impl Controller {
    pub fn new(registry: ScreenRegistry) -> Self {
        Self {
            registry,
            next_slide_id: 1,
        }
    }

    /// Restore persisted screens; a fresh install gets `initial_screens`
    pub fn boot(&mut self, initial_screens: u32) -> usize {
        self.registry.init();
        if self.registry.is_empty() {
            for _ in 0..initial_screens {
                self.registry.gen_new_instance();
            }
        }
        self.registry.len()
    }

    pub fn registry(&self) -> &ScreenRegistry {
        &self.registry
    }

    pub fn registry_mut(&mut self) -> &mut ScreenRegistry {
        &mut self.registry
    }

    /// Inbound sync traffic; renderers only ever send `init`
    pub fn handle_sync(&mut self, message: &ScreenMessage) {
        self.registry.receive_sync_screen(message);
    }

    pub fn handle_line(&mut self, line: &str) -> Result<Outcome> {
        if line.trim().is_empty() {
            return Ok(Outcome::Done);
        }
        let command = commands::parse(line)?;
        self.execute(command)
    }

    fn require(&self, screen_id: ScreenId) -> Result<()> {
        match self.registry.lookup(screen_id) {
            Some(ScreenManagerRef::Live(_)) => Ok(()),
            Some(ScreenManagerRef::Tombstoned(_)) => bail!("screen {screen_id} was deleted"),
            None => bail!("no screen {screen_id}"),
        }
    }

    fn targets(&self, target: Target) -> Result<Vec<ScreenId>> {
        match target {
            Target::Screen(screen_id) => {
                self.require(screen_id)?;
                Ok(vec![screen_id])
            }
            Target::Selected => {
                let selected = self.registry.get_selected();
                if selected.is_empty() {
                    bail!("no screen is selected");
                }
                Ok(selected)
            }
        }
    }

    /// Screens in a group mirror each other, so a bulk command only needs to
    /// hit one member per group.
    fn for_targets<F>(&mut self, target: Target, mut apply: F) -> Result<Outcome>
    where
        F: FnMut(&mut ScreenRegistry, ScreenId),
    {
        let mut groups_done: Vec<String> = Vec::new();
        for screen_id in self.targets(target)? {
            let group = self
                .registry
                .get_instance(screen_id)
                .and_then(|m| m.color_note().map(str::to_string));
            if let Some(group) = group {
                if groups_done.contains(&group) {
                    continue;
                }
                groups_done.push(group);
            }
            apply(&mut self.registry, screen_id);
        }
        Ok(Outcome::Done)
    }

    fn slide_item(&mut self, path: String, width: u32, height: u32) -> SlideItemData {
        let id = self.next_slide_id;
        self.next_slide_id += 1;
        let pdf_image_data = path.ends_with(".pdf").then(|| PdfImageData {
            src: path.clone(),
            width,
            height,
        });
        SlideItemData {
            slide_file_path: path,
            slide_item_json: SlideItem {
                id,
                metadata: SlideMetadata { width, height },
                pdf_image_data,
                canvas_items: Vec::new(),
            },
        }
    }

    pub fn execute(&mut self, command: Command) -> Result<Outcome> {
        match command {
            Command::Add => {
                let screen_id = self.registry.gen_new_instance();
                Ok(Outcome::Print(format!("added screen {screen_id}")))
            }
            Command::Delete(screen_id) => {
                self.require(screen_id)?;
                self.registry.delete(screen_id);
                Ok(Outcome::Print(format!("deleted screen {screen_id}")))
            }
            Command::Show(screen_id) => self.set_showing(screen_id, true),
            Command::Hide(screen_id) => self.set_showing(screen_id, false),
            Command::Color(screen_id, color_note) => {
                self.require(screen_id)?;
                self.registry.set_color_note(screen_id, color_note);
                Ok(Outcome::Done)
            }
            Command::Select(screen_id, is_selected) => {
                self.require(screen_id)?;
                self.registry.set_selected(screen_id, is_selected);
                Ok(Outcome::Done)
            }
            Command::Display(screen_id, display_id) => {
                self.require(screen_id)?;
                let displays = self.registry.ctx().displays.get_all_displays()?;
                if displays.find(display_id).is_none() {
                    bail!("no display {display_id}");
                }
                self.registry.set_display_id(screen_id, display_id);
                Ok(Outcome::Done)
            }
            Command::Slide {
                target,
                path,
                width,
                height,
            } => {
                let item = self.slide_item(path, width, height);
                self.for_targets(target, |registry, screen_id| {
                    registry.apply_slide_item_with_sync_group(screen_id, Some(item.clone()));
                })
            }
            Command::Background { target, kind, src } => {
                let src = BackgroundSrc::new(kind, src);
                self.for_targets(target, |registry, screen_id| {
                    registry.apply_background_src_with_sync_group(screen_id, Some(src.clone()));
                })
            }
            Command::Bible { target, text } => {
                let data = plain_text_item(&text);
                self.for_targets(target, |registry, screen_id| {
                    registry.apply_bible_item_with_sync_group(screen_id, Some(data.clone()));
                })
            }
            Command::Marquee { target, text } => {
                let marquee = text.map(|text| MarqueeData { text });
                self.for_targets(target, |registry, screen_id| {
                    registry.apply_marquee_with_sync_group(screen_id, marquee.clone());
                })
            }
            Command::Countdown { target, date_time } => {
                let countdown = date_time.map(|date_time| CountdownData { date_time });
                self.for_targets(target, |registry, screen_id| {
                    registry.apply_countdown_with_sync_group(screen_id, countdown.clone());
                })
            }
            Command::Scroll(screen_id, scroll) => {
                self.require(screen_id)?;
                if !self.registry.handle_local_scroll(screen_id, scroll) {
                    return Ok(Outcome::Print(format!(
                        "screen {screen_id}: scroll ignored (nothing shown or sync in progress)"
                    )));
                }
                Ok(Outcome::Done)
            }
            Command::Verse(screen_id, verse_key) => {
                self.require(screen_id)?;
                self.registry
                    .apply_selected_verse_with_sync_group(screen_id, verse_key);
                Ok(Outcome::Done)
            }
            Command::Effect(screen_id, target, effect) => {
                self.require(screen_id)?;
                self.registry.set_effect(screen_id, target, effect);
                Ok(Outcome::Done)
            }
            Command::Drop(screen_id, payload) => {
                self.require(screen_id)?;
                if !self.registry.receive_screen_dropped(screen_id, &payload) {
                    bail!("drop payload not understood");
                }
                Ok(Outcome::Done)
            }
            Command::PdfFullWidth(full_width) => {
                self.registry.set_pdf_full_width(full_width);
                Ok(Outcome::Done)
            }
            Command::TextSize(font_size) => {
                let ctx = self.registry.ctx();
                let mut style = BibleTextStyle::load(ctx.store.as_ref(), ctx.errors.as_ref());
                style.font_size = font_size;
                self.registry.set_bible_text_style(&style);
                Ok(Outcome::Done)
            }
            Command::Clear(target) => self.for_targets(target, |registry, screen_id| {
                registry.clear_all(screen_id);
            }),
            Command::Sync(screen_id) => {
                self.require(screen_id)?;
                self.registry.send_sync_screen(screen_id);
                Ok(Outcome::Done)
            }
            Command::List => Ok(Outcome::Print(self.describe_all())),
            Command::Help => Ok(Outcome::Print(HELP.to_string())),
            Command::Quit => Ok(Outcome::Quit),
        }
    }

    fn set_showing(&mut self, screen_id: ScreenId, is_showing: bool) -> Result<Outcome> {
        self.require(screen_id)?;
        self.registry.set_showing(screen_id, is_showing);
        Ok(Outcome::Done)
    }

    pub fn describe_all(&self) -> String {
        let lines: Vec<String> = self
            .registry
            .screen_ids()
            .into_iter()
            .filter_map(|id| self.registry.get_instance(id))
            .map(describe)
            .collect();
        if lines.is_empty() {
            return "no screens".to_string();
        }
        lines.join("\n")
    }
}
- - - - -
Starting at the line above that contains "self.registry.delete(screen_id);", write out each line exactly until the line that contains "let item = self.slide_item(path, width, height);" has been written, and stop there.

                self.registry.delete(screen_id);
                Ok(Outcome::Print(format!("deleted screen {screen_id}")))
            }
            Command::Show(screen_id) => self.set_showing(screen_id, true),
            Command::Hide(screen_id) => self.set_showing(screen_id, false),
            Command::Color(screen_id, color_note) => {
                self.require(screen_id)?;
                self.registry.set_color_note(screen_id, color_note);
                Ok(Outcome::Done)
            }
            Command::Select(screen_id, is_selected) => {
                self.require(screen_id)?;
                self.registry.set_selected(screen_id, is_selected);
                Ok(Outcome::Done)
            }
            Command::Display(screen_id, display_id) => {
                self.require(screen_id)?;
                let displays = self.registry.ctx().displays.get_all_displays()?;
                if displays.find(display_id).is_none() {
                    bail!("no display {display_id}");
                }
                self.registry.set_display_id(screen_id, display_id);
                Ok(Outcome::Done)
            }
            Command::Slide {
                target,
                path,
                width,
                height,
            } => {
                let item = self.slide_item(path, width, height);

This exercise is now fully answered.